The Wall Street Journal-20080206-Business World- Deal-s- of the Century
Return to: The_Wall_Street_Journal-20080206
Business World: Deal(s) of the Century
Full Text (871 words)Follow the money, somebody once said, and in Microsoft's case that's not hard. A mighty Mississippi of cash flows into the Redmond software house, and its name is "Office." If you were looking for the reason for the Yahoo bid, this is a good place to begin.
For starters, why on earth would Microsoft want to go up against Google's strength in advertising, which would be the purpose of a Yahoo acquisition? One motive leaps out: Because Google already is extending its philosophy of advertising-supported Web services to take direct aim at Microsoft Office. And when Office crumbles, Microsoft's other cash cow, Windows, can't be far behind.
Yet though Microsoft feels it must compete with Google, it won't throw its key asset into the fight. That's no surprise either. Were it offensively minded, Microsoft would move quickly to put Office on the Web, creating an instant network for delivering ads to millions of captive users. But doing so would violate a law of nature: Companies just don't cannibalize their most profitable, market-dominant businesses, even to jumpstart strategies that might guarantee survival in the long run. A bird in the hand, after all -- and Office is a bird that generates extraordinarily spacious profit margins exceeding 60%.
So, again, why buy Yahoo? Whether or not any synergies materialize, Microsoft would control Yahoo, allowing it to dictate the two companies' joint counterattack on Google's ad business in whatever fashion -- and at whatever cost -- Steve Ballmer and team decide is necessary to impede or deter Google's own drive to the heart of the Microsoft cash machine. Sad? Not really. Notice the alacrity with which Google unleashed its lobbyists to challenge Microsoft-Yahoo on antitrust grounds. Google, no less than Microsoft, is mainly interested these days in entrenching its existing franchise. And both companies have become disturbingly comfortable letting their jousts be mediated by Washington -- a sign of precocious corporatism.
---
A river of money flows out of China for the raw materials of the Chinese miracle. We predicted here in December that a strictly private merger dance between two Anglo-Australian miners would soon flower into a sovereign wealth showdown of historic proportions. Prophecy has now been fulfilled.
In what London and Australian papers delight in dubbing a "dawn raid," bankers working for a Chinalco, a state-owned Chinese aluminum giant, last week orchestrated purchases of shares totaling 9% of Rio Tinto, itself a target of a slow-maturing takeover attempt by BHP Billiton that hits a key deadline in London today. And what of China's choice of partner in this dawn raid? None other than the U.S aluminum maker Alcoa contributed a minority share of the cash, some $1.2 billion, to buy the $14 billion Rio stake.
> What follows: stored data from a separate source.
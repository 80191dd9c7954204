use thiserror::Error;

/// Errors that can occur during store operations.
#[derive(Debug, Error, Clone, PartialEq, Eq)]
pub enum StoreError {
    #[error("{entity_type} not found: {id}")]
    NotFound {
        entity_type: &'static str,
        id: String,
    },
    #[error("Connection failed: {0}")]
    ConnectionFailed(String),
    #[error("Query failed: {0}")]
    QueryFailed(String),
    #[error("Write failed: {0}")]
    WriteFailed(String),
    #[error("Invalid data: {0}")]
    InvalidData(String),
}

/// Result type for store operations.
pub type Result<T> = std::result::Result<T, StoreError>;
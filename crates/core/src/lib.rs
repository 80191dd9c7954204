//! Core domain model and store contract for the budgetbook project.
//!
//! This crate defines the types shared by every storage backend: the expense
//! domain model, the [`store::ExpenseStore`] trait that backends and
//! decorators implement, and the error types they return.

pub mod expense;
pub mod store;
//! Day-keyed cache maps and the background jobs that populate them.
//!
//! [`CacheStorage`] is a passive holder of three date-keyed maps, one per
//! cached aggregate (expense list, balance, checked balance), each behind its
//! own lock. The `populate_*_for_month` jobs fill one map for an entire
//! calendar month, one day at a time, and are spawned fire-and-forget by the
//! cached store decorator on a cache miss.

mod populate;
mod storage;

pub use populate::{
    populate_balances_for_month, populate_checked_balances_for_month, populate_expenses_for_month,
};
pub use storage::CacheStorage;
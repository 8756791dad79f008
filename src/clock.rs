//! Deterministic clock abstraction for window and retry arithmetic.

use chrono::{DateTime, Utc};

/// Source of wall-clock time for quota windows.
pub trait Clock: Send + Sync {
    /// Get the current UTC time.
    fn now_utc(&self) -> DateTime<Utc>;
}

/// System clock using actual wall time.
#[derive(Debug, Clone, Copy, Default)]
pub struct SystemClock;

impl Clock for SystemClock {
    fn now_utc(&self) -> DateTime<Utc> {
        Utc::now()
    }
}

/// Mock clock for deterministic testing.
///
/// The clock is usually shared behind an `Arc` with the tracker under test,
/// so advancing it goes through interior mutability.
#[cfg(any(test, feature = "test-seams"))]
#[derive(Debug)]
pub struct MockClock {
    now: parking_lot::Mutex<DateTime<Utc>>,
}

#[cfg(any(test, feature = "test-seams"))]
impl MockClock {
    /// Create a mock clock frozen at the given time.
    pub fn new(now: DateTime<Utc>) -> Self {
        Self {
            now: parking_lot::Mutex::new(now),
        }
    }

    /// Create a mock clock from an RFC 3339 string.
    pub fn from_rfc3339(s: &str) -> Self {
        Self::new(
            DateTime::parse_from_rfc3339(s)
                .expect("valid RFC 3339")
                .with_timezone(&Utc),
        )
    }

    /// Advance the clock by a duration.
    pub fn advance(&self, duration: chrono::Duration) {
        let mut now = self.now.lock();
        *now += duration;
    }

    /// Jump the clock to an absolute time.
    pub fn set(&self, at: DateTime<Utc>) {
        *self.now.lock() = at;
    }
}

#[cfg(any(test, feature = "test-seams"))]
impl Clock for MockClock {
    fn now_utc(&self) -> DateTime<Utc> {
        *self.now.lock()
    }
}
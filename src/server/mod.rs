//! Axum-based HTTP gateway.
//!
//! # Endpoints
//!
//! | Method | Path | Gated | Description |
//! |--------|------|-------|-------------|
//! | `GET`  | `/health` | no | Liveness check |
//! | `GET`  | `/v1/generate` | yes | Prompt from query string |
//! | `POST` | `/v1/generate` | yes | Prompt from JSON body |
//! | `POST` | `/v1/licenses` | yes, admin | Create or replace a license |

pub mod auth;
pub mod handlers;
pub mod response;

use crate::client::{Upstream, UpstreamClient};
use crate::clock::{Clock, SystemClock};
use crate::config::GatewayConfig;
use crate::meter::QuotaTracker;
use crate::policy::AuthorizationGate;
use crate::registry::LicenseRegistry;
use crate::QuotagateError;
use axum::{
    middleware,
    routing::{get, post},
    Router,
};
use std::net::SocketAddr;
use std::sync::Arc;
use std::time::Duration;
use tokio::task::JoinHandle;
use tracing::{debug, info, warn};

/// Shared state injected into every handler.
#[derive(Clone)]
pub struct AppState {
    /// Registry lookup plus quota check.
    pub gate: Arc<AuthorizationGate>,
    /// Generation backend.
    pub upstream: Arc<dyn Upstream>,
    /// Runtime configuration.
    pub config: Arc<GatewayConfig>,
}

impl AppState {
    /// Build state with explicit collaborators.
    pub fn new(
        config: GatewayConfig,
        upstream: Arc<dyn Upstream>,
        clock: Arc<dyn Clock>,
    ) -> Result<Self, QuotagateError> {
        config.validate()?;

        let registry = Arc::new(LicenseRegistry::new(config.license_file.clone()));
        let quota = Arc::new(QuotaTracker::with_clock(config.window, clock)?);

        Ok(Self {
            gate: Arc::new(AuthorizationGate::new(registry, quota)),
            upstream,
            config: Arc::new(config),
        })
    }

    /// Build production state: system clock and HTTP upstream.
    pub fn from_config(config: GatewayConfig) -> Result<Self, QuotagateError> {
        let upstream = Arc::new(UpstreamClient::new(&config)?);
        Self::new(config, upstream, Arc::new(SystemClock))
    }
}

/// Build the router. Everything except `/health` goes through the gate.
pub fn build_router(state: AppState) -> Router {
    let gated = Router::new()
        .route(
            "/v1/generate",
            get(handlers::generate_get).post(handlers::generate_post),
        )
        .route(
            "/v1/licenses",
            post(handlers::upsert_license).route_layer(middleware::from_fn_with_state(
                state.clone(),
                auth::require_admin,
            )),
        )
        .route_layer(middleware::from_fn_with_state(
            state.clone(),
            auth::require_license,
        ));

    Router::new()
        .route("/health", get(handlers::health))
        .merge(gated)
        .with_state(state)
}

/// Periodically drop quota state whose window has elapsed.
pub fn spawn_pruner(quota: Arc<QuotaTracker>, every: Duration) -> JoinHandle<()> {
    tokio::spawn(async move {
        let mut ticker = tokio::time::interval(every);
        // The first tick fires immediately.
        ticker.tick().await;
        loop {
            ticker.tick().await;
            let removed = quota.prune();
            if removed > 0 {
                debug!(removed, tracked = quota.len(), "pruned expired quota state");
            }
        }
    })
}

/// Bind, serve until Ctrl-C, then drain.
pub async fn serve(config: GatewayConfig) -> Result<(), QuotagateError> {
    let state = AppState::from_config(config)?;
    let config = state.config.clone();

    let pruner = spawn_pruner(state.gate.quota().clone(), config.prune_interval);

    let addr = SocketAddr::from(([0, 0, 0, 0], config.port));
    let listener = tokio::net::TcpListener::bind(addr)
        .await
        .map_err(|e| QuotagateError::ServerIO(format!("Failed to bind {}: {}", addr, e)))?;

    info!(
        %addr,
        license_file = %config.license_file.display(),
        window_secs = config.window.as_secs(),
        upstream = %config.upstream_url,
        "quotagate listening"
    );

    let result = axum::serve(listener, build_router(state))
        .with_graceful_shutdown(shutdown_signal())
        .await
        .map_err(|e| QuotagateError::ServerIO(format!("Server error: {}", e)));

    pruner.abort();
    info!("quotagate stopped");
    result
}

async fn shutdown_signal() {
    if let Err(e) = tokio::signal::ctrl_c().await {
        warn!(error = %e, "failed to listen for Ctrl-C, running until killed");
        std::future::pending::<()>().await;
    }
    info!("shutdown requested");
}
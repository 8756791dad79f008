//! Quotagate gateway binary.
//!
//! Reads `QUOTAGATE_*` environment variables (see
//! [`GatewayConfig::from_env`]) and serves until Ctrl-C.
//! Log verbosity follows `RUST_LOG`, defaulting to `quotagate=info`.

use quotagate::{server, GatewayConfig};
use tracing::error;
use tracing_subscriber::EnvFilter;

#[tokio::main]
async fn main() {
    tracing_subscriber::fmt()
        .with_env_filter(
            EnvFilter::try_from_default_env().unwrap_or_else(|_| EnvFilter::new("quotagate=info")),
        )
        .init();

    let config = match GatewayConfig::from_env() {
        Ok(config) => config,
        Err(e) => {
            error!(error = %e, "invalid configuration");
            std::process::exit(1);
        }
    };

    if let Err(e) = server::serve(config).await {
        error!(error = %e, "gateway stopped");
        std::process::exit(1);
    }
}
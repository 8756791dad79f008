//! Route handlers.

use crate::errors::QuotagateError;
use crate::policy::Authorization;
use crate::protocol::models::{
    Envelope, GeneratePayload, GenerateQuery, GenerateRequest, LicenseUpsert, UpsertResponse,
};
use crate::server::AppState;
use axum::{
    extract::{rejection::JsonRejection, Query, State},
    response::IntoResponse,
    Extension, Json,
};
use serde_json::json;
use tracing::info;

/// GET /health - liveness probe, not gated.
pub async fn health() -> impl IntoResponse {
    Json(json!({ "status": "ok" }))
}

/// GET /v1/generate
pub async fn generate_get(
    State(state): State<AppState>,
    Extension(authorization): Extension<Authorization>,
    Query(query): Query<GenerateQuery>,
) -> Result<Json<Envelope>, QuotagateError> {
    forward(&state, &authorization, query.into_request()).await
}

/// POST /v1/generate
pub async fn generate_post(
    State(state): State<AppState>,
    Extension(authorization): Extension<Authorization>,
    payload: Result<Json<GeneratePayload>, JsonRejection>,
) -> Result<Json<Envelope>, QuotagateError> {
    let Json(payload) = payload.map_err(|e| QuotagateError::InvalidRequest(e.body_text()))?;
    forward(&state, &authorization, payload.into_request()?).await
}

/// POST /v1/licenses - create or replace a license record.
pub async fn upsert_license(
    State(state): State<AppState>,
    body: Result<Json<LicenseUpsert>, JsonRejection>,
) -> Result<Json<UpsertResponse>, QuotagateError> {
    let Json(body) = body.map_err(|e| QuotagateError::InvalidRequest(e.body_text()))?;
    let (key, license) = body.into_record(state.config.default_daily_limit)?;

    state.gate.registry().upsert(&key, license).await?;
    Ok(Json(UpsertResponse::updated()))
}

/// Call the upstream and wrap its body in the envelope.
///
/// Quota was already spent by the gate; an upstream failure does not refund it.
async fn forward(
    state: &AppState,
    authorization: &Authorization,
    request: GenerateRequest,
) -> Result<Json<Envelope>, QuotagateError> {
    info!(
        license_type = %authorization.license_type,
        stream = request.stream,
        without_context = request.without_context,
        "forwarding generation request"
    );

    let response = state.upstream.generate(&request).await?;

    Ok(Json(Envelope {
        developer: state.config.developer.clone(),
        developer_id: state.config.developer_id.clone(),
        response,
    }))
}
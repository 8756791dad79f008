//! HTTP rendering of gateway errors.
//!
//! Every failure uses the same body: `{"error": {"code", "message"}}`.

use crate::errors::{QuotagateError, Rejection};
use axum::{
    http::{header::RETRY_AFTER, HeaderValue, StatusCode},
    response::{IntoResponse, Response},
    Json,
};
use serde_json::json;
use tracing::error;

impl QuotagateError {
    /// HTTP status for this error.
    pub fn status(&self) -> StatusCode {
        match self {
            QuotagateError::Rejected(Rejection::MissingKey)
            | QuotagateError::Rejected(Rejection::InvalidKey)
            | QuotagateError::Rejected(Rejection::ManagementDenied) => StatusCode::FORBIDDEN,
            QuotagateError::Rejected(Rejection::QuotaExceeded { .. }) => {
                StatusCode::TOO_MANY_REQUESTS
            }
            QuotagateError::InvalidRequest(_) => StatusCode::BAD_REQUEST,
            QuotagateError::UpstreamUnavailable(_) => StatusCode::BAD_GATEWAY,
            QuotagateError::ConfigError(_)
            | QuotagateError::RegistryIO(_)
            | QuotagateError::ServerIO(_) => StatusCode::INTERNAL_SERVER_ERROR,
        }
    }

    /// Stable machine-readable code for this error.
    pub fn code(&self) -> &'static str {
        match self {
            QuotagateError::Rejected(Rejection::MissingKey) => "MISSING_API_KEY",
            QuotagateError::Rejected(Rejection::InvalidKey) => "INVALID_API_KEY",
            QuotagateError::Rejected(Rejection::QuotaExceeded { .. }) => "QUOTA_EXCEEDED",
            QuotagateError::Rejected(Rejection::ManagementDenied) => "MANAGEMENT_FORBIDDEN",
            QuotagateError::InvalidRequest(_) => "INVALID_REQUEST",
            QuotagateError::UpstreamUnavailable(_) => "UPSTREAM_UNAVAILABLE",
            QuotagateError::RegistryIO(_) => "REGISTRY_UNAVAILABLE",
            QuotagateError::ConfigError(_) | QuotagateError::ServerIO(_) => "INTERNAL_ERROR",
        }
    }
}

impl IntoResponse for QuotagateError {
    fn into_response(self) -> Response {
        let status = self.status();

        // Internal details stay in the log.
        let message = match &self {
            QuotagateError::RegistryIO(_) => {
                error!(error = %self, "license registry write failed");
                "Failed to update license registry".to_string()
            }
            QuotagateError::ConfigError(_) | QuotagateError::ServerIO(_) => {
                error!(error = %self, "internal gateway error");
                "Internal gateway error".to_string()
            }
            other => other.to_string(),
        };

        let mut error = json!({
            "code": self.code(),
            "message": message,
        });

        let retry_after = match &self {
            QuotagateError::Rejected(Rejection::QuotaExceeded {
                retry_after_secs,
                backoff_ms,
            }) => {
                error["retryAfterSecs"] = json!(retry_after_secs);
                error["backoffMs"] = json!(backoff_ms);
                Some(*retry_after_secs)
            }
            _ => None,
        };

        let mut response = (status, Json(json!({ "error": error }))).into_response();
        if let Some(secs) = retry_after {
            response
                .headers_mut()
                .insert(RETRY_AFTER, HeaderValue::from(secs));
        }
        response
    }
}
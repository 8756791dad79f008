//! File-backed license registry with atomic writes.
//!
//! Every lookup re-reads the file, so hand edits take effect on the next
//! request. Writes go to a temp file which is then renamed over the target.

use crate::registry::record::{self, LicenseMap, LicenseRecord};
use crate::QuotagateError;
use std::io::ErrorKind;
use std::path::{Path, PathBuf};
use tokio::fs;
use tokio::io::AsyncWriteExt;
use tokio::sync::Mutex;
use tracing::{debug, info, warn};

/// JSON-file license registry.
pub struct LicenseRegistry {
    /// Registry file path.
    path: PathBuf,
    /// Serializes writers inside this process.
    write_lock: Mutex<()>,
}

impl LicenseRegistry {
    /// Create a registry backed by the file at `path`.
    ///
    /// The file does not need to exist yet.
    pub fn new(path: impl Into<PathBuf>) -> Self {
        Self {
            path: path.into(),
            write_lock: Mutex::new(()),
        }
    }

    /// Registry file path.
    pub fn path(&self) -> &Path {
        &self.path
    }

    fn temp_path(&self) -> PathBuf {
        self.path.with_extension("tmp")
    }

    /// Load the whole registry, treating any failure as an empty registry.
    ///
    /// An empty registry rejects every key, so failures fail closed.
    pub async fn load(&self) -> LicenseMap {
        match self.try_load().await {
            Ok(licenses) => licenses,
            Err(e) => {
                warn!(path = %self.path.display(), error = %e, "license registry unreadable, treating as empty");
                LicenseMap::new()
            }
        }
    }

    /// Load the whole registry, reporting unreadable or corrupt files.
    ///
    /// A missing file is an empty registry, not an error.
    pub async fn try_load(&self) -> Result<LicenseMap, QuotagateError> {
        let json = match fs::read_to_string(&self.path).await {
            Ok(json) => json,
            Err(e) if e.kind() == ErrorKind::NotFound => {
                debug!(path = %self.path.display(), "license registry file not found");
                return Ok(LicenseMap::new());
            }
            Err(e) => {
                return Err(QuotagateError::RegistryIO(format!(
                    "Failed to read registry: {}",
                    e
                )))
            }
        };

        record::from_json(&json)
    }

    /// Look up a single license by key.
    pub async fn lookup(&self, key: &str) -> Option<LicenseRecord> {
        self.load().await.remove(key)
    }

    /// Overwrite the registry with `licenses`.
    pub async fn save(&self, licenses: &LicenseMap) -> Result<(), QuotagateError> {
        let _guard = self.write_lock.lock().await;
        self.write_atomic(licenses).await
    }

    /// Insert or replace the record for `key`.
    ///
    /// Upserts are serialized within this process; across processes the
    /// last writer wins.
    pub async fn upsert(&self, key: &str, license: LicenseRecord) -> Result<(), QuotagateError> {
        license.validate()?;

        let _guard = self.write_lock.lock().await;
        let mut licenses = self.try_load().await?;
        let replaced = licenses.insert(key.to_string(), license.clone()).is_some();
        self.write_atomic(&licenses).await?;

        info!(
            license_type = %license.license_type,
            enabled = license.enabled,
            daily_limit = license.daily_limit,
            replaced,
            "license upserted"
        );
        Ok(())
    }

    async fn write_atomic(&self, licenses: &LicenseMap) -> Result<(), QuotagateError> {
        if let Some(parent) = self.path.parent().filter(|p| !p.as_os_str().is_empty()) {
            fs::create_dir_all(parent).await.map_err(|e| {
                QuotagateError::RegistryIO(format!("Failed to create registry dir: {}", e))
            })?;
        }

        let json = record::to_json(licenses)?;
        let temp_path = self.temp_path();

        let mut file = fs::File::create(&temp_path)
            .await
            .map_err(|e| QuotagateError::RegistryIO(format!("Failed to create temp file: {}", e)))?;
        file.write_all(json.as_bytes())
            .await
            .map_err(|e| QuotagateError::RegistryIO(format!("Failed to write temp file: {}", e)))?;
        file.sync_all()
            .await
            .map_err(|e| QuotagateError::RegistryIO(format!("Failed to sync temp file: {}", e)))?;
        drop(file);

        fs::rename(&temp_path, &self.path).await.map_err(|e| {
            QuotagateError::RegistryIO(format!("Failed to rename registry file: {}", e))
        })?;

        debug!(path = %self.path.display(), entries = licenses.len(), "license registry saved");
        Ok(())
    }
}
How the contest plays out may be more telling of the age than the Microsoft-Yahoo melodrama. The Chinese government has made no secret of its displeasure at proposed union of Rio and BHP, which it sees as aimed at exploiting China's insatiable need for iron ore imports. In Davos, former Treasury Secretary Larry Summers last month rehearsed the many fears about sovereign investors -- that they may mix political with commercial motives in ways unhealthy to a market economy. Well, Beijing has now flashed its enormous wallet and bought itself a seat at the table in a battle over a strategic share of the world trade in iron ore, for purposes that China has yet to make clear.
One suspicion is that China may want to coerce Rio Tinto and BHP to cough up assets that China covets -- which would qualify as a dubious use of sovereign wealth per the Summerian criteria. Alcoa has been seeking Beijing's permission to expand on the mainland. It also had its eye on Alcan, a big French-Canadian aluminum operator, but was outbid last year by Rio Tinto. Is Alcoa hoping to ride on Beijing's sovereign coattails and scoop up some of Rio Tinto's assets in a dismantling dictated by China as its price for blessing a Rio-BHP merger?
An alternative theory is that Beijing's goal is simply to block a merger. If so, Rio's share price would surely fall, and the loss to China would be even greater since it paid a substantial premium for its stake last week. Deliberately losing money in order to play spoiler in a private transaction would also seem a questionable use of sovereign financial clout.
Whatever China's concerns on ore pricing, BHP has made a strong case for a merger to speed development of Australia's mineral resources and make better use of its overstretched rail and port networks. China may disagree, but the best way to clear the air would be simply to make its own legitimate, honestly priced bid for all of Rio Tinto. Such a deal would be fair to shareholders of both companies. No one could argue that China was using its financial clout merely to interfere in the private market's normal, healthy search for efficiency and profit.
A Chinese bid for Rio would, of course, be politically explosive in Australia and far beyond. For precisely that reason, such a bid would also help to establish an interesting and useful precedent for a world coming to terms with aggressive sovereign wealth.